The config is big: https://www.dropbox.com/s/dzf96rx23zekyo9/config.g?dl=0I have a modified firmware to expand to more drivers -- I am using the PT100 thermistor pins (on duet and duex5) for more external drivers -- as per dc42 suggestion.
Here is a curious thing -- this only happens while doing triplicate printing -- I wanted to have the ability to be able to have 0 Z offset for each tool to do duplicate, triplicate, or mirror printing, and I can. The other curious thing -- I have done triplicating printing before -- I was making clips to hold the polycarb panels for the machine enclosure, and those prints worked fine, and that was maybe a year ago.

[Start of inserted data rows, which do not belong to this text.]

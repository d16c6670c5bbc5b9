// Dweve Formation - Referential integrity checks for configuration tables
//
// Copyright (c) 2025 Dweve IP B.V. and individual contributors.
//
// SPDX-License-Identifier: Apache-2.0
//
// Licensed under the Apache License, Version 2.0 (the "License");
// you may not use this file except in compliance with the License.
// You may obtain a copy of the License in the LICENSE file at the
// root of this repository or at: http://www.apache.org/licenses/LICENSE-2.0
//
// Unless required by applicable law or agreed to in writing, software
// distributed under the License is distributed on an "AS IS" BASIS,
// WITHOUT WARRANTIES OR CONDITIONS OF ANY KIND, either express or implied.
// See the License for the specific language governing permissions and
// limitations under the License.

//! Refs command - static references and file dependencies

use crate::error::CliError;
use crate::tables::load_workspace;
use colored::Colorize;
use formation_core::dependency_map;
use formation_csv::LoadConfig;
use std::path::PathBuf;

/// Print each formation's possible targets, then which files each file
/// depends on. No rows are read.
///
/// # Errors
///
/// Returns `Err` if the inputs cannot be loaded.
pub fn refs(paths: &[PathBuf]) -> Result<(), CliError> {
    let workspace = load_workspace(paths, &LoadConfig::default())?;

    for formation in &workspace.formations {
        let targets: Vec<String> = formation
            .static_references()
            .iter()
            .map(ToString::to_string)
            .collect();
        println!(
            "{} -> {}",
            formation.target().to_string().green(),
            targets.join(", ")
        );
    }

    println!();
    println!("{}", "Dependencies:".bold());
    for (file, deps) in dependency_map(&workspace.formations) {
        let deps: Vec<&str> = deps.iter().map(String::as_str).collect();
        println!("  {}: {}", file.green(), deps.join(", "));
    }

    for (table, err) in &workspace.setup_errors {
        eprintln!("{} {} - {}", "✗".red().bold(), table, err);
    }
    Ok(())
}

Now I am doing a lot of triplicate printing making shields, and the problem came up.
I did do a pair of duplication prints utilizing more of the bed to make some ear relievers and those prints both were fine, no SD card or other issues.
Now here is where I am at now -- this one is fun -- I ran a successful set of shields, then kept the machine on -- and started another set -- and got underuns at the 30 minute mark -- ok, so it's not power state or some magical boot behavior...something else. I then took the card out -- backed it up, formatted it, but this time using 32kb blocks instead of 64kb, and copied everything back -- put the card back -- it wasn't recognized, but a reset -- just a reset not a full cycle and it was fine -- and then the next print was fine, and I did not power it down and am almost an hour into the 2nd -- that's the most underun free prints in a row without a restart or a reset.
I was going of the recommendation that 64kb is the best option for formatting -- but maybe not in my case, yet to see how it does on the next print. I may be able to squeeze 2 more into the day -- each print produces 12 shield with a visor. I have a pickup of a 120 shields going to a nursing home. If I can get more done during the day before the pickup happens, I'll include those.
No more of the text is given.